Atualizado: 2 de fev.

A Tempestade Perfeita: Isolamento interno e concorrência pesada ameaçam reeleição de Rômulo Fernandes em 2026

Por ZULL RAMOS ,Análise Política Regional – Mauá/SP


O que deveria ser uma campanha de consolidação para o deputado estadual Rômulo Fernandes (PT) caminha para se tornar um dos maiores desafios de sua carreira política. Em 2022, Rômulo saiu das urnas vitorioso com 75.033 votos (sendo 28.543 apenas em Mauá), surfando na onda da máquina administrativa. Porém, o cenário para o pleito de 2026 desenha-se hostil, marcado por rachas internos, promessas não cumpridas e uma concorrência local que promete pulverizar os votos da região.


O Custo da Presidência do PT e os "Acordos Esquecidos"

A crise de Rômulo começa dentro de casa. A decisão do deputado de assumir a presidência do PT municipal gerou um desgaste severo com a militância histórica e lideranças locais. O movimento, visto por muitos como uma tentativa de centralizar poder, acabou isolando o parlamentar.


Fontes ligadas aos bastidores da política mauaense apontam que a situação se agravou drasticamente após a reeleição do prefeito Marcelo Oliveira (PT) em 2024. O grupo político, hoje liderado institucionalmente por Rômulo, é acusado de não cumprir acordos firmados durante a campanha municipal. O não cumprimento dessas promessas gerou uma debandada silenciosa: aliados que caminharam com o PT em 2022 e 2024 agora buscam novas composições, deixando o deputado com uma base de apoio fragilizada justamente no ano decisivo de sua reeleição.


O Cerco da Concorrência: A Disputa por Cada Voto

Se internamente o clima é de divisão, externamente a disputa pelos votos de Mauá e do Grande ABC será uma "briga de foice". Diferente de 2022, onde Rômulo reinou com certa folga no campo governista, 2026 traz adversários de peso que ameaçam drenar seu capital eleitoral:


  • * O Fator Atila Jacomussi: O ex-prefeito e deputado continua sendo o maior "puxador de votos" da região. Átila possui uma base fiel que independe de acordos partidários, e sua candidatura representa o maior obstáculo para qualquer postulante que dependa dos votos de Mauá.
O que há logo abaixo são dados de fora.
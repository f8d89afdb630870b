//! Classification of the duties in a slot into display colors.

use dashboard_api::{SlotStatus, SlotVizSlot, SlotVizStatus, TotalCount};
use serde::Serialize;
use strum::{AsRefStr, IntoStaticStr};

/// The display state of a duty, or of a whole slot.
///
/// The string form is the style class a renderer applies; `None` renders as the empty string.
#[derive(
    Debug, Clone, Copy, PartialEq, Eq, Hash, Default, Serialize, AsRefStr, IntoStaticStr,
)]
#[serde(rename_all = "lowercase")]
#[strum(serialize_all = "lowercase")]
pub enum DutyColor {
    #[default]
    #[strum(serialize = "")]
    #[serde(rename = "")]
    None,
    Success,
    Warning,
    Danger,
}

impl DutyColor {
    pub fn as_str(self) -> &'static str {
        self.into()
    }

    pub fn is_none(self) -> bool {
        self == DutyColor::None
    }
}

/// Mixed outcomes warn, any failure alone is dangerous, success alone is success.
fn failed_first<T: TotalCount>(status: &SlotVizStatus<T>) -> DutyColor {
    let success = status.success_count();
    let failed = status.failed_count();

    if failed > 0 && success > 0 {
        DutyColor::Warning
    } else if failed > 0 {
        DutyColor::Danger
    } else if success > 0 {
        DutyColor::Success
    } else {
        DutyColor::None
    }
}

pub fn attestation_color(slot: &SlotVizSlot) -> DutyColor {
    slot.attestations
        .as_ref()
        .map_or(DutyColor::None, failed_first)
}

pub fn sync_color(slot: &SlotVizSlot) -> DutyColor {
    slot.sync.as_ref().map_or(DutyColor::None, failed_first)
}

/// Success is checked before failure here, unlike the other duties: a slot where our validators
/// both slashed and got slashed shows success.
pub fn slashing_color(slot: &SlotVizSlot) -> DutyColor {
    let Some(slashing) = slot.slashing.as_ref() else {
        return DutyColor::None;
    };

    if slashing.success_count() > 0 {
        DutyColor::Success
    } else if slashing.failed_count() > 0 {
        DutyColor::Danger
    } else {
        DutyColor::None
    }
}

pub fn proposal_color(slot: &SlotVizSlot) -> DutyColor {
    if slot.proposal.is_none() {
        return DutyColor::None;
    }

    match slot.status {
        SlotStatus::Missed | SlotStatus::Orphaned => DutyColor::Danger,
        SlotStatus::Proposed => DutyColor::Success,
        SlotStatus::Scheduled => DutyColor::None,
    }
}

/// Combines the colors of all duties in the slot.
///
/// Danger or success only when every classified duty agrees, warning for any mix.
pub fn slot_color(slot: &SlotVizSlot) -> DutyColor {
    let colors = [
        attestation_color(slot),
        proposal_color(slot),
        sync_color(slot),
        slashing_color(slot),
    ];
    let mut classified = colors.into_iter().filter(|color| !color.is_none());

    let Some(first) = classified.next() else {
        return DutyColor::None;
    };

    match first {
        DutyColor::Danger | DutyColor::Success if classified.all(|color| color == first) => first,
        _ => DutyColor::Warning,
    }
}

/// Returns `true` if the slot holds a duty the dashboard navigates between.
///
/// Slashings have a color but are not anticipated like the other duties, so they do not count.
pub fn slot_has_duty(slot: &SlotVizSlot) -> bool {
    slot.attestations.is_some() || slot.proposal.is_some() || slot.sync.is_some()
}

#[cfg(test)]
pub(crate) mod tests {
    use super::*;
    use dashboard_api::{SlotVizDuty, SlotVizSlashing, SlotVizTuple};
    use types::Slot;

    pub fn duty(success: u64, failed: u64) -> SlotVizStatus<SlotVizDuty> {
        SlotVizStatus {
            success: Some(SlotVizDuty {
                total_count: success,
                validators: vec![],
            }),
            failed: Some(SlotVizDuty {
                total_count: failed,
                validators: vec![],
            }),
            scheduled: None,
        }
    }

    pub fn slashing(success: u64, failed: u64) -> SlotVizStatus<SlotVizSlashing> {
        SlotVizStatus {
            success: Some(SlotVizSlashing {
                total_count: success,
                slashings: vec![],
            }),
            failed: Some(SlotVizSlashing {
                total_count: failed,
                slashings: vec![],
            }),
            scheduled: None,
        }
    }

    pub fn proposal() -> SlotVizTuple {
        SlotVizTuple {
            validator: 1,
            duty_object: 123,
        }
    }

    fn slot(status: SlotStatus) -> SlotVizSlot {
        SlotVizSlot::empty(Slot::new(1), status)
    }

    #[test]
    fn attestation_rules() {
        let mut s = slot(SlotStatus::Scheduled);
        assert_eq!(attestation_color(&s), DutyColor::None);

        s.attestations = Some(duty(5, 3));
        assert_eq!(attestation_color(&s), DutyColor::Warning);
        s.attestations = Some(duty(0, 3));
        assert_eq!(attestation_color(&s), DutyColor::Danger);
        s.attestations = Some(duty(5, 0));
        assert_eq!(attestation_color(&s), DutyColor::Success);
        s.attestations = Some(duty(0, 0));
        assert_eq!(attestation_color(&s), DutyColor::None);

        // Only scheduled validators.
        s.attestations = Some(SlotVizStatus {
            scheduled: Some(SlotVizDuty {
                total_count: 2,
                validators: vec![1, 2],
            }),
            ..SlotVizStatus::default()
        });
        assert_eq!(attestation_color(&s), DutyColor::None);
    }

    #[test]
    fn sync_rules() {
        let mut s = slot(SlotStatus::Scheduled);
        s.sync = Some(duty(0, 2));
        assert_eq!(sync_color(&s), DutyColor::Danger);
        s.sync = Some(duty(1, 2));
        assert_eq!(sync_color(&s), DutyColor::Warning);
        s.sync = Some(duty(2, 0));
        assert_eq!(sync_color(&s), DutyColor::Success);
    }

    #[test]
    fn slashing_checks_success_first() {
        let mut s = slot(SlotStatus::Scheduled);
        s.slashing = Some(slashing(1, 1));
        assert_eq!(slashing_color(&s), DutyColor::Success);
        s.slashing = Some(slashing(0, 5));
        assert_eq!(slashing_color(&s), DutyColor::Danger);
        s.slashing = Some(slashing(0, 0));
        assert_eq!(slashing_color(&s), DutyColor::None);
    }

    #[test]
    fn proposal_rules() {
        for (status, expected) in [
            (SlotStatus::Missed, DutyColor::Danger),
            (SlotStatus::Orphaned, DutyColor::Danger),
            (SlotStatus::Proposed, DutyColor::Success),
            (SlotStatus::Scheduled, DutyColor::None),
        ] {
            let mut s = slot(status);
            assert_eq!(proposal_color(&s), DutyColor::None);
            s.proposal = Some(proposal());
            assert_eq!(proposal_color(&s), expected, "{:?}", status);
        }
    }

    #[test]
    fn combined_color() {
        let mut s = slot(SlotStatus::Proposed);
        assert_eq!(slot_color(&s), DutyColor::None);

        s.proposal = Some(proposal());
        s.attestations = Some(duty(3, 0));
        assert_eq!(slot_color(&s), DutyColor::Success);

        s.sync = Some(duty(0, 2));
        assert_eq!(slot_color(&s), DutyColor::Warning);

        let mut s = slot(SlotStatus::Missed);
        s.proposal = Some(proposal());
        s.sync = Some(duty(0, 1));
        assert_eq!(slot_color(&s), DutyColor::Danger);

        let mut s = slot(SlotStatus::Scheduled);
        s.sync = Some(duty(0, 1));
        s.attestations = Some(duty(4, 0));
        assert_eq!(sync_color(&s), DutyColor::Danger);
        assert_eq!(attestation_color(&s), DutyColor::Success);
        assert_eq!(slot_color(&s), DutyColor::Warning);

        // A single warning stays a warning.
        let mut s = slot(SlotStatus::Scheduled);
        s.attestations = Some(duty(1, 1));
        assert_eq!(slot_color(&s), DutyColor::Warning);
    }

    #[test]
    fn slashing_alone_is_not_a_duty() {
        let mut s = slot(SlotStatus::Scheduled);
        assert!(!slot_has_duty(&s));
        s.slashing = Some(slashing(1, 0));
        assert!(!slot_has_duty(&s));
        s.sync = Some(duty(1, 0));
        assert!(slot_has_duty(&s));
    }

    #[test]
    fn color_strings() {
        assert_eq!(DutyColor::None.as_str(), "");
        assert_eq!(DutyColor::Success.as_str(), "success");
        assert_eq!(DutyColor::Danger.as_ref(), "danger");
    }
}
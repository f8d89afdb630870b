#![cfg(test)]

use async_trait::async_trait;
use dashboard_api::{
    ChainId, DashboardId, Error, GroupId, SlotStatus, SlotVizApi, SlotVizDuty, SlotVizEpoch,
    SlotVizSlot, SlotVizStatus, ALL_GROUPS,
};
use network_registry::{ETHEREUM, GNOSIS};
use parking_lot::Mutex;
use slot_clock::ManualSlotClock;
use slot_viz::{Config, SlotVizProvider, SlotVizView};
use std::collections::VecDeque;
use std::sync::atomic::{AtomicU64, Ordering};
use std::sync::Arc;
use std::time::Duration;
use task_executor::{ExitSignal, TaskExecutor};
use tokio::runtime::Handle;
use tokio::sync::{watch, Notify};
use tokio::time::{sleep, timeout};
use types::{Epoch, Slot};

const START_SLOT: u64 = 100;

/// Replays queued responses. Requests past the end of the queue never complete.
struct MockApi {
    responses: Mutex<VecDeque<Result<Vec<SlotVizEpoch>, String>>>,
    calls: Mutex<Vec<(DashboardId, GroupId)>>,
    /// When set, each request waits for a permit before answering.
    gate: Option<Arc<Notify>>,
    chain_id: AtomicU64,
}

impl MockApi {
    fn new(responses: Vec<Result<Vec<SlotVizEpoch>, String>>) -> Self {
        Self {
            responses: Mutex::new(responses.into()),
            calls: Mutex::new(vec![]),
            gate: None,
            chain_id: AtomicU64::new(ETHEREUM.id),
        }
    }

    fn gated(mut self, gate: Arc<Notify>) -> Self {
        self.gate = Some(gate);
        self
    }

    fn calls(&self) -> Vec<(DashboardId, GroupId)> {
        self.calls.lock().clone()
    }

    fn remaining(&self) -> usize {
        self.responses.lock().len()
    }
}

#[async_trait]
impl SlotVizApi for MockApi {
    async fn get_slot_viz(
        &self,
        dashboard_id: &DashboardId,
        group_id: GroupId,
        _bypass_cache: bool,
    ) -> Result<Vec<SlotVizEpoch>, Error> {
        self.calls.lock().push((dashboard_id.clone(), group_id));
        if let Some(gate) = &self.gate {
            gate.notified().await;
        }

        let response = self.responses.lock().pop_front();
        match response {
            Some(response) => response.map_err(Error::Transport),
            None => std::future::pending().await,
        }
    }

    fn current_chain_id(&self) -> ChainId {
        self.chain_id.load(Ordering::Relaxed)
    }
}

struct Harness {
    api: Arc<MockApi>,
    clock: ManualSlotClock,
    provider: SlotVizProvider<ManualSlotClock, MockApi>,
    views: watch::Receiver<Arc<SlotVizView>>,
    _exit: ExitSignal,
}

impl Harness {
    fn new(api: MockApi) -> Self {
        let api = Arc::new(api);
        let clock = ManualSlotClock::at_slot(&ETHEREUM, Slot::new(START_SLOT));
        let (exit_signal, exit) = ExitSignal::channel();
        let executor = TaskExecutor::new(Handle::current(), exit, logging::test_logger());
        let provider =
            SlotVizProvider::new(api.clone(), clock.clone(), executor, Config::default());
        let views = provider.subscribe();

        Self {
            api,
            clock,
            provider,
            views,
            _exit: exit_signal,
        }
    }

    fn start(&self) {
        self.provider.start(DashboardId::Private(1), ALL_GROUPS);
    }

    async fn wait_for<F>(&mut self, mut predicate: F) -> Arc<SlotVizView>
    where
        F: FnMut(&SlotVizView) -> bool,
    {
        let view = timeout(
            Duration::from_secs(600),
            self.views.wait_for(|view| predicate(view.as_ref())),
        )
        .await
        .expect("view should change before the timeout")
        .expect("provider should be alive");
        Arc::clone(&view)
    }
}

fn attested(slot: u64) -> SlotVizSlot {
    SlotVizSlot {
        attestations: Some(SlotVizStatus {
            success: Some(SlotVizDuty {
                total_count: 1,
                validators: vec![],
            }),
            ..SlotVizStatus::default()
        }),
        ..SlotVizSlot::empty(Slot::new(slot), SlotStatus::Proposed)
    }
}

fn epoch(slots: &[u64]) -> Vec<SlotVizEpoch> {
    vec![SlotVizEpoch {
        epoch: Epoch::new(3),
        state: None,
        progress: None,
        slots: Some(slots.iter().copied().map(attested).collect()),
    }]
}

#[tokio::test(start_paused = true)]
async fn start_twice_runs_one_fetch_loop() {
    let mut harness = Harness::new(MockApi::new(vec![
        Ok(epoch(&[98, 99])),
        Ok(epoch(&[99, 100])),
    ]));

    harness.start();
    harness.provider.start(DashboardId::Private(2), 5);
    assert_eq!(harness.provider.dashboard_id(), Some(DashboardId::Private(2)));
    assert_eq!(harness.provider.group_id(), 5);

    let view = harness.wait_for(|view| !view.slots.is_empty()).await;
    assert_eq!(view.slots.len(), 2);

    sleep(Duration::from_secs(1)).await;
    assert!(harness.provider.is_running());
    assert_eq!(harness.api.calls(), vec![(DashboardId::Private(2), 5)]);
}

#[tokio::test(start_paused = true)]
async fn stop_discards_in_flight_response() {
    let gate = Arc::new(Notify::new());
    let harness = Harness::new(MockApi::new(vec![Ok(epoch(&[99]))]).gated(gate.clone()));

    harness.start();
    sleep(Duration::from_millis(10)).await;
    assert_eq!(harness.api.calls().len(), 1);

    harness.provider.stop();
    gate.notify_one();
    sleep(Duration::from_secs(30)).await;

    assert!(!harness.provider.is_running());
    assert!(harness.provider.slots().is_empty());
    assert_eq!(harness.api.calls().len(), 1);
}

#[tokio::test(start_paused = true)]
async fn restart_fetches_again() {
    let gate = Arc::new(Notify::new());
    let mut harness = Harness::new(MockApi::new(vec![Ok(epoch(&[99]))]).gated(gate.clone()));

    harness.start();
    sleep(Duration::from_millis(10)).await;
    harness.provider.stop();
    sleep(Duration::from_millis(10)).await;
    assert_eq!(harness.api.remaining(), 1);

    harness.start();
    gate.notify_one();

    let view = harness.wait_for(|view| !view.slots.is_empty()).await;
    assert_eq!(view.slots[0].slot, Slot::new(99));
    assert_eq!(harness.api.calls().len(), 2);
}

#[tokio::test(start_paused = true)]
async fn tick_timer_moves_to_next_slot() {
    let mut harness = Harness::new(MockApi::new(vec![]));

    harness.start();
    assert_eq!(harness.provider.current_slot(), Slot::new(START_SLOT));

    harness.clock.advance_slot(&ETHEREUM);
    let view = harness
        .wait_for(|view| view.current_slot == Slot::new(START_SLOT + 1))
        .await;
    assert_eq!(view.network.id, ETHEREUM.id);
}

#[tokio::test(start_paused = true)]
async fn duties_around_current_slot() {
    let mut harness = Harness::new(MockApi::new(vec![Ok(epoch(&[99, 100, 101, 102]))]));

    harness.start();
    let view = harness.wait_for(|view| !view.slots.is_empty()).await;

    assert_eq!(view.current_slot, Slot::new(START_SLOT));
    assert_eq!(view.previous_duty().map(|slot| slot.slot), Some(Slot::new(100)));
    assert_eq!(view.next_duty().map(|slot| slot.slot), Some(Slot::new(101)));
    assert_eq!(harness.provider.previous_duties().len(), 2);
    assert_eq!(harness.provider.next_duties().len(), 2);
    assert_eq!(
        harness.provider.next_duty_timestamp(),
        Some(slot_clock::slot_to_timestamp(&ETHEREUM, Slot::new(101)))
    );
}

#[tokio::test(start_paused = true)]
async fn fetch_error_keeps_last_slots() {
    let mut harness = Harness::new(MockApi::new(vec![
        Ok(epoch(&[99, 100])),
        Err("connection refused".to_string()),
    ]));

    harness.start();
    let view = harness.wait_for(|view| !view.slots.is_empty()).await;
    assert!(view.online);

    let view = harness.wait_for(|view| !view.online).await;
    assert_eq!(view.slots.len(), 2);
    assert!(!harness.provider.is_online());
    assert_eq!(harness.api.calls().len(), 2);
}

#[tokio::test(start_paused = true)]
async fn changed_dashboard_is_used_by_next_fetch() {
    let mut harness = Harness::new(MockApi::new(vec![
        Ok(epoch(&[99])),
        Ok(epoch(&[100])),
    ]));

    harness.start();
    harness.wait_for(|view| !view.slots.is_empty()).await;

    let public = DashboardId::Public("v-80d7edaa".to_string());
    harness.provider.change_dashboard(public.clone());
    harness.provider.change_group_id(3);
    assert_eq!(harness.api.calls().len(), 1);

    harness
        .wait_for(|view| view.slots.first().map(|slot| slot.slot) == Some(Slot::new(100)))
        .await;
    assert_eq!(harness.api.calls()[1], (public.clone(), 3));
    assert_eq!(harness.provider.dashboard_id(), Some(public));
    assert_eq!(harness.provider.group_id(), 3);
}

#[tokio::test(start_paused = true)]
async fn network_follows_api() {
    let mut harness = Harness::new(MockApi::new(vec![Ok(epoch(&[99])), Ok(epoch(&[100]))]));

    harness.start();
    harness.wait_for(|view| !view.slots.is_empty()).await;
    assert_eq!(harness.provider.network().id, ETHEREUM.id);

    harness.api.chain_id.store(GNOSIS.id, Ordering::Relaxed);
    let view = harness.wait_for(|view| view.network.id == GNOSIS.id).await;
    assert_eq!(harness.provider.network().name, GNOSIS.name);
    assert_eq!(
        view.current_slot,
        slot_clock::timestamp_to_slot(&GNOSIS, view.tick)
    );
}

#[tokio::test(start_paused = true)]
async fn dropping_provider_stops_fetching() {
    let harness = Harness::new(MockApi::new(
        (0..10).map(|_| Ok(epoch(&[99]))).collect(),
    ));

    harness.start();
    sleep(Duration::from_millis(10)).await;
    assert_eq!(harness.api.calls().len(), 1);

    let Harness {
        api,
        provider,
        views,
        _exit,
        ..
    } = harness;
    drop(provider);

    sleep(Duration::from_secs(120)).await;
    assert_eq!(api.calls().len(), 1);
    assert!(views.has_changed().is_err());
}

#[tokio::test(start_paused = true)]
async fn tick_timer_stops_with_provider() {
    let harness = Harness::new(MockApi::new(vec![]));

    harness.start();
    sleep(Duration::from_millis(10)).await;
    harness.provider.stop();
    let before = harness.provider.view();

    harness.clock.advance_slot(&ETHEREUM);
    sleep(Duration::from_secs(60)).await;

    assert_eq!(harness.provider.current_slot(), Slot::new(START_SLOT));
    assert!(Arc::ptr_eq(&before, &harness.provider.view()));
}

#[tokio::test(start_paused = true)]
async fn quick_restarts_leave_one_fetch_loop() {
    let harness = Harness::new(MockApi::new(
        (0..20).map(|_| Ok(epoch(&[99]))).collect(),
    ));

    for _ in 0..5 {
        harness.start();
        harness.provider.stop();
    }
    harness.start();

    sleep(Duration::from_millis(10)).await;
    assert_eq!(harness.api.calls().len(), 1);

    // One fetch per slot from here on.
    let slot_duration = ETHEREUM.slot_duration();
    sleep(slot_duration * 5 + slot_duration / 2).await;
    assert_eq!(harness.api.calls().len(), 6);
    assert!(harness.provider.is_running());
}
  • * Clóvis Volpi: Com forte recall político e trânsito livre entre lideranças regionais (especialmente na divisa com Ribeirão Pires), Volpi entra no tabuleiro para disputar o eleitorado mais conservador e de centro, que em outras ocasiões poderia migrar para um candidato da cidade.


  • * A Ascensão dos Vereadores: A entrada de nomes como Leonardo Alves e Renan Pessoa na disputa estadual é o sintoma mais claro do enfraquecimento da liderança de Rômulo. O surgimento de candidaturas vindas da própria Câmara Municipal — e de bases que poderiam ser aliadas — sinaliza que o deputado não conseguiu "fechar a cidade" em torno de seu nome.


O Caminho Estreito

Para Rômulo Fernandes, a matemática de 2026 é cruel. Para se reeleger, ele precisaria, em tese, ampliar sua votação de 2022. No entanto, a realidade mostra o oposto: ele perdeu musculatura interna ao assumir o comando partidário de forma conturbada e enfrenta o ressentimento de aliados pelos acordos de 2024.


Com a fragmentação dos votos em Mauá entre nomes fortes como Átila, Volpi, Leonardo e Renan, a fatia do eleitorado disponível para o petista diminuiu. Sem a unidade do grupo e com a oposição fortalecida, a reeleição de Rômulo Fernandes deixa de ser uma certeza e passa a ser uma incógnita de alto risco.